Toda la doctrina de Séneca se condensa en esta enseñanza:
"No te dejes vencer por nada extraño a tu espíritu; piensa
en medio de los accidentes de la vida, que tienes dentro de ti
una fuerza madre, algo fuerte e indestructible, como un eje
diamantino, alrededor del cual giran los hechos mezquinos que
forman la trama del diario vivir; y sean cuales fueran los
sucesos que sobre ti caigan, sean de los que llamamos prósperos,
o de los que llamamos adversos, o de los que parecen envilecernos
con su contacto, mantente de tal modo firme y erguido, que al
menos se pueda decir siempre de ti que eres un hombre."
Estas palabras son merecedoras de reflexión y análisis, y no lo
serían si no dijeran de nuestro espíritu algo importante, que
la intuición de nosotros mismos y los ejemplos de la Historia
nos aseguran ser certísimo. Y lo que en ellas hay de cierto e
importante, es que, en efecto, cuando cae sobre los españoles un
suceso adverso, como perder una guerra, por ejemplo, no adoptamos
aptitudes exageradas, como la de supones que la justicia del
Universo se ha violado, porque la suerte de las batallas nos
halla sido contraria o que toda la civilización se encuentra en
decadencia, porque se hallan frustrado nuestros planes, sino que
nos conducimos de tal modo que "siempre se puede decir de
nosotros que somos hombres", porque ni nos abate la
desgracia, ni perdemos nunca, como pueblo, el sentido de nuestro
valor relativo en la totalidad de los pueblos del mundo. Por esta
condición o por este hábito, ha podido decir de nosotros
Gabriela Mistral, en memorable poesía, que somos buenos
perdedores.

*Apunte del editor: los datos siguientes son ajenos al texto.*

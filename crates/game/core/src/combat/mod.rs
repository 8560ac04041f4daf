//! Combat domain: weapons, attack resolution, the attacker state machine,
//! and projectiles.
//!
//! The module follows one rule end to end: an attack attempt composes an
//! [`AttackPayload`] at the strike instant, the resolver turns it into an
//! [`AttackReport`], and the report is the only thing observers see.

pub mod fighter;
pub mod payload;
pub mod projectile;
pub mod resolver;
pub mod weapon;

pub use fighter::{Fighter, FighterState, FighterStep, TargetView};
pub use payload::{AttackPayload, AttackReport, AttackResult};
pub use projectile::{Projectile, ProjectileStep};
pub use resolver::{Rolls, crit_chance, hit_chance, mitigated_damage, resolve_damage};
pub use weapon::{AttackKind, ProjectileConfig, WeaponConfig, WeaponError};
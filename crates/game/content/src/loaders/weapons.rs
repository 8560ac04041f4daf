//! Weapon catalog loader.

use std::path::Path;

use game_core::WeaponConfig;

use super::{LoadResult, read_file};

/// A validated, name-addressable set of weapon configurations.
#[derive(Clone, Debug)]
pub struct WeaponCatalog {
    weapons: Vec<WeaponConfig>,
}

impl WeaponCatalog {
    /// Builds a catalog, validating every entry and rejecting duplicate
    /// names.
    pub fn new(weapons: Vec<WeaponConfig>) -> anyhow::Result<Self> {
        for weapon in &weapons {
            weapon
                .validate()
                .map_err(|e| anyhow::anyhow!("invalid weapon config: {}", e))?;
        }
        if let Some(duplicate) = weapons
            .iter()
            .enumerate()
            .find(|(i, w)| weapons[..*i].iter().any(|seen| seen.name == w.name))
        {
            anyhow::bail!("duplicate weapon name '{}'", duplicate.1.name);
        }
        Ok(Self { weapons })
    }

    pub fn get(&self, name: &str) -> Option<&WeaponConfig> {
        self.weapons.iter().find(|w| w.name == name)
    }

    pub fn weapons(&self) -> &[WeaponConfig] {
        &self.weapons
    }
}

/// Loader for weapon catalogs from RON files.
pub struct WeaponLoader;

impl WeaponLoader {
    /// Load and validate a weapon catalog from a RON file.
    pub fn load(path: &Path) -> LoadResult<WeaponCatalog> {
        let content = read_file(path)?;
        Self::parse(&content)
            .map_err(|e| anyhow::anyhow!("{}: {}", path.display(), e))
    }

    fn parse(content: &str) -> anyhow::Result<WeaponCatalog> {
        let weapons: Vec<WeaponConfig> = ron::from_str(content)
            .map_err(|e| anyhow::anyhow!("failed to parse weapon RON: {}", e))?;
        WeaponCatalog::new(weapons)
    }
}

Ni juramos odio eterno al vencedor, ni nos humillamos
ante su éxito, al punto de considerarle como de madera superior
a la nuestra. Argentina es la tesis de que: "La victoria no
concede derechos", pero su abolengo es netamente hispánico,
porque nosotros no creemos que los pueblos o los hombres sean
mejores por haber vencido. Y no es que menospreciemos el valor de
la victoria y la equiparemos a la derrota. La victoria nos parece
buena, pero creemos que el vencedor no la debe a intrínseca
superioridad sobre el vencido, sino a estar mejor preparado o a
que las circunstancias le han sido favorables. Y en torno de esta
distinción, que me parece fundamental, ha de elaborarse el ideal
hispánico.
Lo que no hacemos los españoles, y en esto se engañaba Ganivet,
es suponer que tenemos "dentro de nosotros una fuerza madre,
algo fuerte e indestructible, como en eje diamantino". Esto
lo creyeron los estoicos, pero el estoicismo o sentimiento del
propio respeto es persuasión aristocrática que abrigaron
algunos hombres superiores, pero tan convencidos de su propia
excelencia que no lo creían asequible al común de los mortales,
y aunque en España se hallan producido y se sigan produciendo
hombres de este tipo, su sentimiento no se ha podido difundir, ni
la nación ha parafraseado a San Agustín, para decirse como
Ganivet: "Noli foras ire: in interiori Hispaniae habitat
veritas". Esto no lo hemos creído nunca los hispanos -y
esta palabra la uso en su más amplio sentido- y espero que
jamás lo creeremos, porque nuestra tradición nos hace incapaces
de suponer que la verdad habite exclusivamente en el interior de
España o en el de ningún otro pueblo. Lo que hemos creído y
creemos es que la verdad no puede pertenecer a nadie, en clase de
propiedad intransferible. Por la creencia de que no es ningún
monopolio geográfico o racial y de que todos los hombres pueden
alcanzarla, por ser trascendental, universal y eterna, hemos
peleado los españoles en los mejores momentos de nuestra
historia. Lo que ha sentido siempre nuestro pueblo, en las horas
de fe y en las de escepticismo, es su igualdad esencial con todos
los otros pueblos de la tierra.
El estoico se ve a si mismo como la roca impávida en que se
estrellan, olas del mar, las circunstancias y las pasiones. Esta
imagen es atractiva para los españoles, porque la piedra es
símbolo de perseverancia y de firmeza, y estas son las virtudes
que el pueblo español ha tenido que desplegar para las grandes
obras de su historia: la Reconquista, la Contrarreforma y la
civilización de América; y también porque los españoles
deseamos para nuestras obras y para nuestra vida la firmeza y
perseverancia de la roca, pero cuando nos preguntamos: ¿qué es
la vida? o, si me perdona el pleonasmo: ¿cuál es la esencia de
la vida?, lejos de hallar dentro de nosotros un eje diamantino,
nos decimos, con Manrique: "Nuestras vidas son los ríos
-que van a dar en la mar", o con el autor de la Epístola
Moral: "¿qué más que el heno, -a la mañana verde, seco a
la tarde?". No hay en la lírica española pensamiento tan
repetidamente expresado, ni con tanta belleza, como éste de la
insustancialidad de la vida y de sus triunfos.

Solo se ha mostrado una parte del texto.